The mustangs are running. At the base of the Goshute Mountains, in the Great Basin of Northern Nevada – a vast plain of white salt beds, scraggly sagebrush and sways of apple green crested wheatgrass – a herd, forty strong, cuts through the high desert in a bleached storm of pale yellow dust. In the distance, spring snow slips off shaded mountain slopes and wildflowers paint the unfathomable emptiness of America’s western range. What would it be like to ride in the midst of those galloping hooves, I wonder? Clay Nannini, a local cowboy whose swagger would run John Wayne out of town, looks at me with the glint of a knowing eye, “like thunder.”

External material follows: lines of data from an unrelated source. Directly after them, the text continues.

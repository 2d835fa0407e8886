//! `Protector`: the per-step facade handed to step bodies, error handlers
//! and timeout/cancel callbacks (spec.md §4.2). It borrows nothing from the
//! engine beyond an `Rc` clone and a clone of the node it speaks for, so it
//! can be captured by `'static` closures (timeout/cancel callbacks posted
//! onto the reactor) without lifetime gymnastics.

use std::{any::Any, rc::Rc, time::Duration};

use crate::engine::engine::EngineInner;
use crate::engine::error::{codes, ErrorCode, StepOutcome};
use crate::engine::queue::{CancelFn, ErrorFn, NodeRef, StepFn};

pub struct Protector {
    pub(crate) inner: Rc<EngineInner>,
    pub(crate) node: NodeRef,
}

impl Clone for Protector {
    fn clone(&self) -> Self {
        Protector {
            inner: self.inner.clone(),
            node: self.node.clone(),
        }
    }
}

impl Protector {
    pub(crate) fn new(inner: Rc<EngineInner>, node: NodeRef) -> Self {
        Protector { inner, node }
    }

    /// Append a child step to whichever step this `Protector` speaks for
    /// (I2: nested calls append to the *current* step's sub-queue).
    pub fn add<F>(&self, body: F, on_error: Option<ErrorFn>) -> &Self
    where
        F: FnMut(&Protector, &[Rc<dyn Any>]) + 'static,
    {
        self.inner.append_child(&self.node, Some(Box::new(body) as StepFn), on_error);
        self
    }

    /// Arm a deferred timeout delivering `Timeout` on fire. Fatal if this
    /// step already has one (I4).
    pub fn set_timeout(&self, delay: Duration) {
        let mut node = self.node.borrow_mut();
        assert!(
            !node.flags.have_timeout,
            "set_timeout() called twice on the same step"
        );
        if let Some(cap) = &self.inner.capacity {
            cap.alloc_timeout();
        }
        node.flags.have_timeout = true;
        drop(node);

        let weak_engine = Rc::downgrade(&self.inner);
        let target = self.node.clone();
        let handle = self.inner.reactor.deferred(delay, move || {
            if let Some(engine) = weak_engine.upgrade() {
                trace!(?delay, "step timeout fired");
                let protector = Protector::new(engine, target);
                protector.error(codes::TIMEOUT, None);
            }
        });
        self.node.borrow().timeout_handle.set(handle);
    }

    /// Register a cancel hook; fatal if one is already registered (I5).
    pub fn set_cancel<F>(&self, f: F)
    where
        F: FnOnce() + 'static,
    {
        let mut node = self.node.borrow_mut();
        assert!(
            !node.flags.have_cancel,
            "set_cancel() called twice on the same step"
        );
        if let Some(cap) = &self.inner.capacity {
            cap.alloc_cancel();
        }
        node.flags.have_cancel = true;
        node.cancel_fn = Some(Box::new(f) as CancelFn);
    }

    /// Disable auto-success without arming a timeout or cancel hook.
    pub fn wait_external(&self) {
        self.node.borrow_mut().flags.have_wait = true;
    }

    pub fn success(&self) {
        self.success_with(Vec::new());
    }

    pub fn success_with(&self, args: Vec<Rc<dyn Any>>) {
        self.inner.resolve(&self.node, StepOutcome::Success(args));
    }

    pub fn error(&self, code: impl Into<ErrorCode>, info: Option<Rc<dyn Any>>) {
        self.inner
            .resolve(&self.node, StepOutcome::Error(code.into(), info));
    }

    /// Per-engine key/value map; parallel children return their parent's.
    pub fn state(&self) -> Rc<std::cell::RefCell<std::collections::HashMap<String, Rc<dyn Any>>>> {
        self.inner.state_map.clone()
    }

    /// Step-scoped scratch allocation, dropped (running `dtor`'s logic via
    /// `T`'s own `Drop`) when this step is freed.
    pub fn stack<T: 'static>(&self, val: T) -> Rc<std::cell::RefCell<T>> {
        if let Some(cap) = &self.inner.capacity {
            cap.alloc_stack();
        }
        let cell = Rc::new(std::cell::RefCell::new(val));
        self.node.borrow_mut().stack_allocs.push(Box::new(cell.clone()));
        cell
    }

    /// Stable identifier for recursive-lock bookkeeping (spec.md glossary:
    /// "sync root id"); shared by every step of one engine, including the
    /// branches spawned by `parallel()` only if they choose to inherit it —
    /// here each branch is a distinct engine, so each gets its own id.
    pub fn sync_root_id(&self) -> u64 {
        self.inner.root_id
    }

    /// The reactor driving this step's engine; used by sync primitives that
    /// need to arm their own deferred callbacks (e.g. `Throttle`'s refill
    /// timer).
    pub(crate) fn reactor(&self) -> Rc<crate::core::reactor::Reactor> {
        self.inner.reactor.clone()
    }

    pub fn cancel(&self) {
        self.inner.cancel_onthread();
    }
}
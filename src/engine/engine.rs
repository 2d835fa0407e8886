//! The step-queue dispatcher: one step resolved per reactor tick, yielding
//! back via a freshly scheduled `Immediate` exactly as spec.md §2 describes
//! ("executing one step, then yielding control back to the reactor").
//!
//! `EngineInner` is the shared, `Rc`-owned heart of one engine; [`AsyncSteps`]
//! is the root handle a program builds its step tree on. Off-thread
//! cancellation (P9) cannot hold an `Rc<EngineInner>` directly — nothing
//! `Rc`-rooted is `Send` — so it goes through [`AsyncStepsRemote`], a
//! `ReactorRemote`-shaped sibling that marshals through a thread-local
//! registry the same way `core::reactor::ReactorRemote` marshals `cancel()`
//! back onto the owning thread.

use std::{
    any::Any,
    cell::{Cell, RefCell},
    collections::HashMap,
    rc::{Rc, Weak},
    thread_local,
};

use crate::core::reactor::Reactor;
use crate::engine::error::{codes, ErrorCode, StepOutcome};
use crate::engine::protector::Protector;
use crate::engine::queue::{ExtState, NodeRef, StepNode};

pub(crate) enum LoopSignalKind {
    Break,
    Cont,
}

pub(crate) struct LoopSignal {
    pub label: Option<Rc<str>>,
}

thread_local! {
    static NEXT_ROOT_ID: Cell<u64> = Cell::new(1);
    static ENGINE_REGISTRY: RefCell<HashMap<u64, Weak<EngineInner>>> = RefCell::new(HashMap::new());
}

fn next_root_id() -> u64 {
    NEXT_ROOT_ID.with(|c| {
        let id = c.get();
        c.set(id + 1);
        id
    })
}

type StateMap = Rc<RefCell<HashMap<String, Rc<dyn Any>>>>;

As we entered their meadow, a tide of mustangs – close enough to smell the sweat beading on their backs – swept in around us. I could see their muscles flexing, the nervousness shifting in their eyes. I was surrounded, immediately, by hundreds of wild, stamping hooves and dark, uncertain eyes. “It’s euphoria,” Madeleine had said, being close to those untamed animals. But it felt like a privilege too. They represent what the American west has, for many of us, come to mean – that untamed, boundless spirit near gone from these shores. To be close to them is to connect, perhaps, with something we all recognise in the annals of our shared past. In the distance a trail of white dust circled like mist on the edge of the valley. The mustangs were running, and I hoped they always would.
These extracts are taken from an original article published in The Times – Wild Mustangs (28/6/14)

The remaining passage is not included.